(Stored data)
──────

//! In-memory record store.
//!
//! The store maps collection names to ordered record sequences. It is the
//! single source of truth: queries read from it, mutations write to it, and
//! every schema is derived from its current content.
//!
//! Loading accepts a JSON object whose values are arrays of flat objects:
//!
//! ```json
//! {
//!     "posts": [{ "id": 1, "title": "Lorem Ipsum", "user_id": 123 }],
//!     "users": [{ "id": 123, "name": "John Doe" }]
//! }
//! ```

use std::collections::HashSet;
use std::fs;
use std::path::Path;

use indexmap::IndexMap;
use thiserror::Error;

use crate::value::{record_from_json, Record, ValueError};

#[derive(Error, Debug)]
pub enum StoreError {
    #[error("Failed to read data file '{path}': {message}")]
    FileReadFailed { path: String, message: String },

    #[error("Failed to parse data JSON: {message}")]
    JsonParseFailed { message: String },

    #[error("Data must be a JSON object mapping collection names to arrays")]
    NotAnObject,

    #[error("Collection '{collection}' must be an array of records")]
    NotAnArray { collection: String },

    #[error("Record #{index} in '{collection}' is not a JSON object")]
    NotARecord { collection: String, index: usize },

    #[error("Record #{index} in '{collection}' has no 'id' field")]
    MissingId { collection: String, index: usize },

    #[error("Field '{field}' of record #{index} in '{collection}': {source}")]
    InvalidValue {
        collection: String,
        index: usize,
        field: String,
        source: ValueError,
    },
}

/// Ordered collections of flat records.
#[derive(Debug, Clone, Default, PartialEq)]
pub struct RecordStore {
    collections: IndexMap<String, Vec<Record>>,
}

impl RecordStore {
    pub fn new() -> Self {
        Self::default()
    }

    /// Load a store from a JSON file.
    pub fn from_path(path: &Path) -> Result<Self, StoreError> {
        let content = fs::read_to_string(path).map_err(|e| StoreError::FileReadFailed {
            path: path.display().to_string(),
            message: e.to_string(),
        })?;
        Self::from_json_str(&content)
    }

    /// Load a store from a JSON string.
    pub fn from_json_str(content: &str) -> Result<Self, StoreError> {
        let json: serde_json::Value =
            serde_json::from_str(content).map_err(|e| StoreError::JsonParseFailed {
                message: e.to_string(),
            })?;
        Self::from_json(&json)
    }

    /// Load a store from an already parsed JSON value.
    pub fn from_json(json: &serde_json::Value) -> Result<Self, StoreError> {
        let object = json.as_object().ok_or(StoreError::NotAnObject)?;
        let mut store = RecordStore::new();

        for (name, records) in object {
            let items = records.as_array().ok_or_else(|| StoreError::NotAnArray {
                collection: name.clone(),
            })?;

            let mut collection = Vec::with_capacity(items.len());
            for (index, item) in items.iter().enumerate() {
                let fields = item.as_object().ok_or_else(|| StoreError::NotARecord {
                    collection: name.clone(),
                    index,
                })?;
                let record = record_from_json(fields).map_err(|(field, source)| {
                    StoreError::InvalidValue {
                        collection: name.clone(),
                        index,
                        field,
                        source,
                    }
                })?;
                if !record.contains_key("id") {
                    return Err(StoreError::MissingId {
                        collection: name.clone(),
                        index,
                    });
                }
                collection.push(record);
            }

            warn_duplicate_ids(name, &collection);
            store.insert_collection(name.clone(), collection);
        }

        tracing::debug!(collections = store.len(), "loaded record store");
        Ok(store)
    }

    /// Add or replace a whole collection.
    pub fn insert_collection(&mut self, name: impl Into<String>, records: Vec<Record>) {
        self.collections.insert(name.into(), records);
    }

    pub fn collection(&self, name: &str) -> Option<&[Record]> {
        self.collections.get(name).map(Vec::as_slice)
    }

    pub fn collection_mut(&mut self, name: &str) -> Option<&mut Vec<Record>> {
        self.collections.get_mut(name)
    }

    pub fn contains(&self, name: &str) -> bool {
        self.collections.contains_key(name)
    }

    /// Collection names in load order.
    pub fn names(&self) -> impl Iterator<Item = &str> {
        self.collections.keys().map(String::as_str)
    }

    /// Collections with their records, in load order.
    pub fn iter(&self) -> impl Iterator<Item = (&str, &[Record])> {
        self.collections
            .iter()
            .map(|(name, records)| (name.as_str(), records.as_slice()))
    }

    /// Number of collections.
    pub fn len(&self) -> usize {
        self.collections.len()
    }

    pub fn is_empty(&self) -> bool {
        self.collections.is_empty()
    }

    /// Serialize the store back to JSON.
    pub fn to_json(&self) -> serde_json::Value {
        serde_json::Value::Object(
            self.collections
                .iter()
                .map(|(name, records)| {
                    let items = records.iter().map(crate::value::record_to_json).collect();
                    (name.clone(), serde_json::Value::Array(items))
                })
                .collect(),
        )
    }
}

fn warn_duplicate_ids(collection: &str, records: &[Record]) {
    let mut seen = HashSet::new();
    for key in records.iter().filter_map(|r| r.get("id").and_then(|id| id.id_key())) {
        if !seen.insert(key.clone()) {
            tracing::warn!(collection, id = %key, "duplicate id, lookups will return the first match");
        }
    }
}

#[cfg(test)]
mod tests {
    use super::*;
    use crate::value::Value;
    use rstest::rstest;
    use std::io::Write;
    use tempfile::NamedTempFile;

    #[test]
    fn test_from_json_str_preserves_order() {
        let store = RecordStore::from_json_str(
            r#"{"users": [{"id": 2}, {"id": 1}], "posts": [{"id": 10, "title": "x"}]}"#,
        )
        .unwrap();

        let names: Vec<_> = store.names().collect();
        assert_eq!(names, vec!["users", "posts"]);

        let users = store.collection("users").unwrap();
        assert_eq!(users[0]["id"], Value::Int(2));
        assert_eq!(users[1]["id"], Value::Int(1));
    }

    #[test]
    fn test_from_path() {
        let mut file = NamedTempFile::new().unwrap();
        file.write_all(br#"{"posts": [{"id": 1}]}"#).unwrap();

        let store = RecordStore::from_path(file.path()).unwrap();
        assert_eq!(store.collection("posts").map(|c| c.len()), Some(1));
    }

    #[test]
    fn test_from_path_missing_file() {
        let result = RecordStore::from_path(Path::new("/nonexistent/db.json"));
        assert!(matches!(result, Err(StoreError::FileReadFailed { .. })));
    }

    #[rstest]
    #[case("[1, 2]", "NotAnObject")]
    #[case(r#"{"posts": 1}"#, "NotAnArray")]
    #[case(r#"{"posts": [1]}"#, "NotARecord")]
    #[case(r#"{"posts": [{"title": "x"}]}"#, "MissingId")]
    #[case(r#"{"posts": [{"id": 1, "meta": {"a": 1}}]}"#, "InvalidValue")]
    #[case("{not json", "JsonParseFailed")]
    fn test_from_json_str_rejects_malformed(#[case] input: &str, #[case] variant: &str) {
        let err = RecordStore::from_json_str(input).unwrap_err();
        assert!(format!("{:?}", err).starts_with(variant), "got {:?}", err);
    }

    #[test]
    fn test_duplicate_ids_are_accepted() {
        let store = RecordStore::from_json_str(r#"{"posts": [{"id": 1}, {"id": 1}]}"#).unwrap();
        assert_eq!(store.collection("posts").unwrap().len(), 2);
    }

    #[test]
    fn test_to_json_round_trips_content() {
        let input = serde_json::json!({"posts": [{"id": 1, "tags": ["a", "b"]}]});
        let store = RecordStore::from_json(&input).unwrap();
        assert_eq!(store.to_json(), input);
    }
}
//! Schema inference and query engine for JSON record stores

pub mod config;
pub mod inflect;
pub mod queries;
pub mod resolver;
pub mod schema;
pub mod store;
pub mod value;

#[cfg(any(test, feature = "test-utils"))]
pub mod fixtures;

#[cfg(any(test, feature = "test-utils"))]
pub mod test_utils;

// Re-export commonly used items
pub use config::{OverrideConfig, RelationshipOverride};
pub use queries::{Filter, ListParams, QueryError, SortOrder};
pub use resolver::{Arguments, Resolved, Resolvers};
pub use schema::{compose_schema, SchemaError, SchemaGraph};
pub use store::{RecordStore, StoreError};
pub use value::{Record, Value, ValueError};
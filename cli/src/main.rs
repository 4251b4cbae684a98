use clap::Parser;
use tracing_subscriber::EnvFilter;

mod cli;
mod commands;
mod config;
pub mod output;
#[macro_use]
mod test_macros;
use cli::Args;
use commands::{CommandRunner, Context};
use config::ConfigFile;
use db::RecordStore;

fn main() -> Result<(), Box<dyn std::error::Error>> {
    let args = Args::parse();
    init_tracing(args.verbose);

    let data_path = cli::resolve_data_path(args.data);
    let config = ConfigFile::load(args.config.as_deref())?;
    tracing::debug!(data = %data_path.display(), "loading records");
    let store = RecordStore::from_path(&data_path)?;

    let mut context = Context::new(store, config.relationships);
    let output = args.command.run(&mut context, args.format)?;
    println!("{}", output);
    Ok(())
}

/// Log to stderr. `--verbose` forces debug output, otherwise `RUST_LOG`
/// applies and defaults to warnings only.
fn init_tracing(verbose: bool) {
    let filter = if verbose {
        EnvFilter::new("debug")
    } else {
        EnvFilter::try_from_default_env().unwrap_or_else(|_| EnvFilter::new("warn"))
    };
    tracing_subscriber::fmt()
        .with_env_filter(filter)
        .with_writer(std::io::stderr)
        .init();
}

──────

* ACTIVITY
Among the entries above, how many lines contain the string "resolver"? Only the number should be given.

* RESPONSE FOR THIS EXERCISE
2